Tuesday, 03 August, 2004

Here's a little maths exercise called the Monty Hall Problem. Here's the set-up. There's three doors. Behind one of those doors is a great prize, behind the other two doors there's nothing. Monty asks you to select a door you think the prize is behind. Before telling you if you're right or wrong Monty opens a door which he knows the prize isn't behind. With two doors remaining he asks you if you want to stay with the door you selected initially or gamble and switch to the other remaining door.

The Question: Are you more, less or equally likely to win if you switch?

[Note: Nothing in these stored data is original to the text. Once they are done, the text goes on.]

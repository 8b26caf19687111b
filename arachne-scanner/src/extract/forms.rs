use super::{selector, truncate_chars};
use crate::error::Result;
use crate::result::{FormInput, FormRecord};
use scraper::Html;
use url::Url;

const VALUE_MAX_CHARS: usize = 50;

/// Field-name fragments that mark an input as carrying something worth stealing.
pub const SENSITIVE_PATTERNS: &[&str] = &[
    "pass", "pwd", "secret", "token", "key", "auth", "credit", "card", "cvv", "cvc", "ssn",
    "security", "private", "hidden",
];

pub fn is_sensitive_field(name: &str) -> bool {
    let name = name.to_lowercase();
    SENSITIVE_PATTERNS.iter().any(|p| name.contains(p))
}

pub fn extract_forms(page_url: &str, html: &str) -> Result<Vec<FormRecord>> {
    let document = Html::parse_document(html);
    forms_in(page_url, &document)
}

pub(crate) fn forms_in(page_url: &str, document: &Html) -> Result<Vec<FormRecord>> {
    let base = Url::parse(page_url)?;
    let form_selector = selector("form")?;
    let input_selector = selector("input, textarea, select")?;

    let mut forms = Vec::new();

    for form in document.select(&form_selector) {
        let method = form
            .value()
            .attr("method")
            .map(|m| m.trim().to_lowercase())
            .filter(|m| !m.is_empty())
            .unwrap_or_else(|| "get".to_string());

        let action = match form.value().attr("action").map(str::trim) {
            Some(raw) if !raw.is_empty() => base
                .join(raw)
                .map(String::from)
                .unwrap_or_else(|_| raw.to_string()),
            _ => page_url.to_string(),
        };

        let inputs: Vec<FormInput> = form
            .select(&input_selector)
            .filter_map(|input| {
                let el = input.value();
                let name = el.attr("name").filter(|n| !n.is_empty())?;
                Some(FormInput {
                    name: name.to_string(),
                    input_type: el.attr("type").unwrap_or("text").to_string(),
                    value: truncate_chars(el.attr("value").unwrap_or_default(), VALUE_MAX_CHARS),
                    sensitive: is_sensitive_field(name),
                })
            })
            .collect();

        if inputs.is_empty() {
            continue;
        }

        forms.push(FormRecord {
            page: page_url.to_string(),
            action,
            method,
            inputs,
        });
    }

    Ok(forms)
}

Initially, my instinct told me you were equally likely to win regardless of whether you switched or not. However, The result is that switching doors doubles your chance of winning. The key to understanding why this occurs is to realise that Monty always opens a door he knows is empty and by doing this he's communicating something about where the prize is.

Imagine a ridiculous version of the game where there's a million doors. Monty asks you to select your first door and then he opens every other door except for just one unopened door. Would you switch? Of course you would. Your chances of winning the prize on your first guess are one in a million (literally Emoticon: Wink) but with the second door things are different. You should ask yourself the question why would monty choose to leave that one door unopened out of the million? Well, first he can't open a door which has the prize behind it. Second he has to open 999,998 doors. Third he can't actually open the door that contains the prize. What does that tell you about the probability of winning if you switch?

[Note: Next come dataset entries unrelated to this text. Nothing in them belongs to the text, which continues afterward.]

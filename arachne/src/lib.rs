// Include handlers module directly from handlers.rs
#[path = "handlers.rs"]
pub mod handlers;

// Re-export commonly used handler functions for convenience
pub use handlers::{crawl_config_from, load_urls_from_file, load_urls_from_source, parse_url_line};

// Re-export crawl functionality from arachne-core
pub use arachne_core::crawl::{CrawlOptions, CrawlProgressCallback, execute_crawl, extract_url_path};
use crate::CLAP_STYLING;
use clap::{arg, command};

pub(crate) fn command_argument_builder() -> clap::Command {
    clap::Command::new("arachne")
        .version(env!("CARGO_PKG_VERSION"))
        .bin_name("arachne")
        .styles(CLAP_STYLING)
        .arg(arg!(-q --"quiet" "Suppress banner and non-essential output").required(false))
        .subcommand_required(false)
        .subcommand(
            command!("crawl")
                .about(
                    "Passively spider a host or collection of hosts, collecting forms, secrets, \
                emails, comments, API endpoints, file references and meta tags.",
                )
                .arg(
                    arg!(-u --"url" <URL>)
                        .required(false)
                        .help("The URL to crawl (https:// is assumed when no scheme is given)")
                        .value_parser(clap::value_parser!(String))
                        .conflicts_with("hosts-file"),
                )
                .arg(
                    arg!(-H --"hosts-file" <PATH>)
                        .required(false)
                        .help("Path to a newline-delimited file of URLs to crawl one after another")
                        .value_parser(clap::value_parser!(std::path::PathBuf))
                        .conflicts_with("url"),
                )
                .arg(
                    arg!(--"max-pages" <NUM>)
                        .required(false)
                        .help("Stop after this many URLs have been processed per host")
                        .value_parser(clap::value_parser!(usize))
                        .default_value("50"),
                )
                .arg(
                    arg!(--"max-depth" <NUM>)
                        .required(false)
                        .help("Maximum link distance from the seed")
                        .value_parser(clap::value_parser!(usize))
                        .default_value("3"),
                )
                .arg(
                    arg!(--"timeout" <SECS>)
                        .required(false)
                        .help("Per-request timeout in seconds")
                        .value_parser(clap::value_parser!(u64))
                        .default_value("30"),
                )
                .arg(
                    arg!(--"delay" <MS>)
                        .required(false)
                        .help("Pause between requests in milliseconds")
                        .value_parser(clap::value_parser!(u64))
                        .default_value("100"),
                )
                .arg(
                    arg!(-o --"output" <DIR>)
                        .required(false)
                        .help("Directory to save reports to (implies --save)")
                        .value_parser(clap::value_parser!(String)),
                )
                .arg(
                    arg!(-f --"format" <FORMAT>)
                        .required(false)
                        .help("Saved report format: text, json")
                        .value_parser(["text", "json"])
                        .default_value("json"),
                )
                .arg(
                    arg!(--"save")
                        .required(false)
                        .help("Save a report per host to the output directory (default: current directory)")
                        .action(clap::ArgAction::SetTrue),
                ),
        )
}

Taking this insight back to the original problem consider your choices:

  1. Stick with your initial door.
  2. Switch doors after an empty door has been opened

The first option has a success rate of one third because you have a one in three chance of guessing correctly. The second option is a little more difficult to analyse. The best way to do this is to walk through the possibilities.

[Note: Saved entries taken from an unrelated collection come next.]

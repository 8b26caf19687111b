// Tests for security recommendations

use arachne_core::security::{
    Severity, analyze_crawl_result, check_api_endpoints, check_emails, check_exposed_files,
    check_exposed_secrets, check_forms, check_insecure_form_transport,
};
use arachne_scanner::CrawlResult;
use arachne_scanner::result::{
    ApiEndpointFinding, EmailFinding, FileReferenceFinding, FormInput, FormRecord, SecretFinding,
    SecretKind,
};

fn empty_result() -> CrawlResult {
    CrawlResult::new("http://target.example.com/".to_string())
}

fn form(action: &str, fields: &[(&str, bool)]) -> FormRecord {
    FormRecord {
        page: "http://target.example.com/login".to_string(),
        action: action.to_string(),
        method: "post".to_string(),
        inputs: fields
            .iter()
            .map(|(name, sensitive)| FormInput {
                name: name.to_string(),
                input_type: "text".to_string(),
                value: String::new(),
                sensitive: *sensitive,
            })
            .collect(),
    }
}

fn file(filename: &str) -> FileReferenceFinding {
    FileReferenceFinding {
        filename: filename.to_string(),
        url: format!("http://target.example.com{}", filename),
        page: "http://target.example.com/".to_string(),
    }
}

#[test]
fn test_empty_result_has_no_recommendations() {
    assert!(analyze_crawl_result(&empty_result()).is_empty());
}

#[test]
fn test_check_exposed_secrets_counts_pages() {
    let mut result = empty_result();
    for page in ["/a", "/a", "/b"] {
        result.secrets.push(SecretFinding {
            kind: SecretKind::Jwt,
            value: "eyJhbGciOi...".to_string(),
            page: format!("http://target.example.com{}", page),
            pattern: "eyJ".to_string(),
        });
    }

    let recs = check_exposed_secrets(&result);
    assert_eq!(recs.len(), 1);
    assert_eq!(recs[0].severity, Severity::High);
    assert!(recs[0].detail.contains("3 potential secrets on 2 page(s)"));
}

#[test]
fn test_check_forms() {
    let mut result = empty_result();
    assert!(check_forms(&result).is_empty());

    result.forms.push(form("http://target.example.com/search", &[("q", false)]));
    let recs = check_forms(&result);
    assert_eq!(recs.len(), 1);
    assert_eq!(recs[0].severity, Severity::Medium);
}

#[test]
fn test_check_insecure_form_transport_flags_http() {
    let mut result = empty_result();
    result.forms.push(form(
        "http://target.example.com/session",
        &[("user", false), ("password", true)],
    ));

    let recs = check_insecure_form_transport(&result);
    assert_eq!(recs.len(), 1);
    assert_eq!(recs[0].severity, Severity::High);
    assert!(recs[0].detail.contains("password"));
    assert!(!recs[0].detail.contains("user,"));
}

#[test]
fn test_check_insecure_form_transport_ignores_https_and_local() {
    let mut result = empty_result();
    result
        .forms
        .push(form("https://target.example.com/session", &[("password", true)]));
    result
        .forms
        .push(form("http://127.0.0.1:8080/session", &[("password", true)]));
    result
        .forms
        .push(form("http://localhost/session", &[("token", true)]));

    assert!(check_insecure_form_transport(&result).is_empty());
}

#[test]
fn test_check_insecure_form_transport_ignores_non_sensitive() {
    let mut result = empty_result();
    result
        .forms
        .push(form("http://target.example.com/search", &[("q", false)]));

    assert!(check_insecure_form_transport(&result).is_empty());
}

#[test]
fn test_check_api_endpoints() {
    let mut result = empty_result();
    result.api_endpoints.push(ApiEndpointFinding {
        endpoint: "/graphql".to_string(),
        full_url: "http://target.example.com/graphql".to_string(),
        page: "http://target.example.com/".to_string(),
    });

    let recs = check_api_endpoints(&result);
    assert_eq!(recs.len(), 1);
    assert_eq!(recs[0].severity, Severity::Medium);
}

#[test]
fn test_check_emails() {
    let mut result = empty_result();
    result.emails.push(EmailFinding {
        email: "admin@target.example.com".to_string(),
        page: "http://target.example.com/".to_string(),
    });

    let recs = check_emails(&result);
    assert_eq!(recs.len(), 1);
    assert_eq!(recs[0].severity, Severity::Low);
}

#[test]
fn test_check_exposed_files_severity_by_name() {
    let mut result = empty_result();
    result.files.push(file("/.env"));
    result.files.push(file("/dump.sql"));
    result.files.push(file("/backup_2023.zip.json"));
    result.files.push(file("/data.csv"));

    let recs = check_exposed_files(&result);
    let severities: Vec<Severity> = recs.iter().map(|r| r.severity).collect();
    assert_eq!(
        severities,
        vec![Severity::Critical, Severity::High, Severity::Medium]
    );
}

#[test]
fn test_check_exposed_files_case_insensitive() {
    let mut result = empty_result();
    result.files.push(file("/APP.CONFIG"));

    let recs = check_exposed_files(&result);
    assert_eq!(recs.len(), 1);
    assert_eq!(recs[0].severity, Severity::High);
}

#[test]
fn test_analyze_crawl_result_sorted_by_severity() {
    let mut result = empty_result();
    result.emails.push(EmailFinding {
        email: "a@b.co".to_string(),
        page: "http://target.example.com/".to_string(),
    });
    result.forms.push(form("http://target.example.com/login", &[("pass", true)]));
    result.files.push(file("/.env"));

    let recs = analyze_crawl_result(&result);
    let severities: Vec<Severity> = recs.iter().map(|r| r.severity).collect();
    let mut sorted = severities.clone();
    sorted.sort();

    assert_eq!(severities, sorted);
    assert_eq!(severities.first(), Some(&Severity::Critical));
    assert_eq!(severities.last(), Some(&Severity::Low));
}

#[test]
fn test_severity_as_str() {
    assert_eq!(Severity::Critical.as_str(), "critical");
    assert_eq!(Severity::Info.as_str(), "info");
}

Imagine we have our three doors: 1,2,3 and I choose door 2 initially when the prize is behind door 3. After telling Monty that my selection is door 2 Monty only has the option of opening door 1. This is because he must show an empty door so he can't open door 2 because it's the door I just picked and he can't open door 3 because that is the door which the prize is behind. If I switched in this case, I win. If I don't I lose.

Next, imagine that I'm still picking door 2 initially but this time the prize is behind door 1. Monty only has the choice of opening door 3 this time since I picked door 2 initially and door 1 is the door the prize is behind. If I switch I win, If I don't I lose.

Finally, imagine that I'm still picking door 2 initially but this time the prize is actually behind door 2. This time Monty can choose either door 1 or 3 to open. If I switch in this case I lose and if I stick I win.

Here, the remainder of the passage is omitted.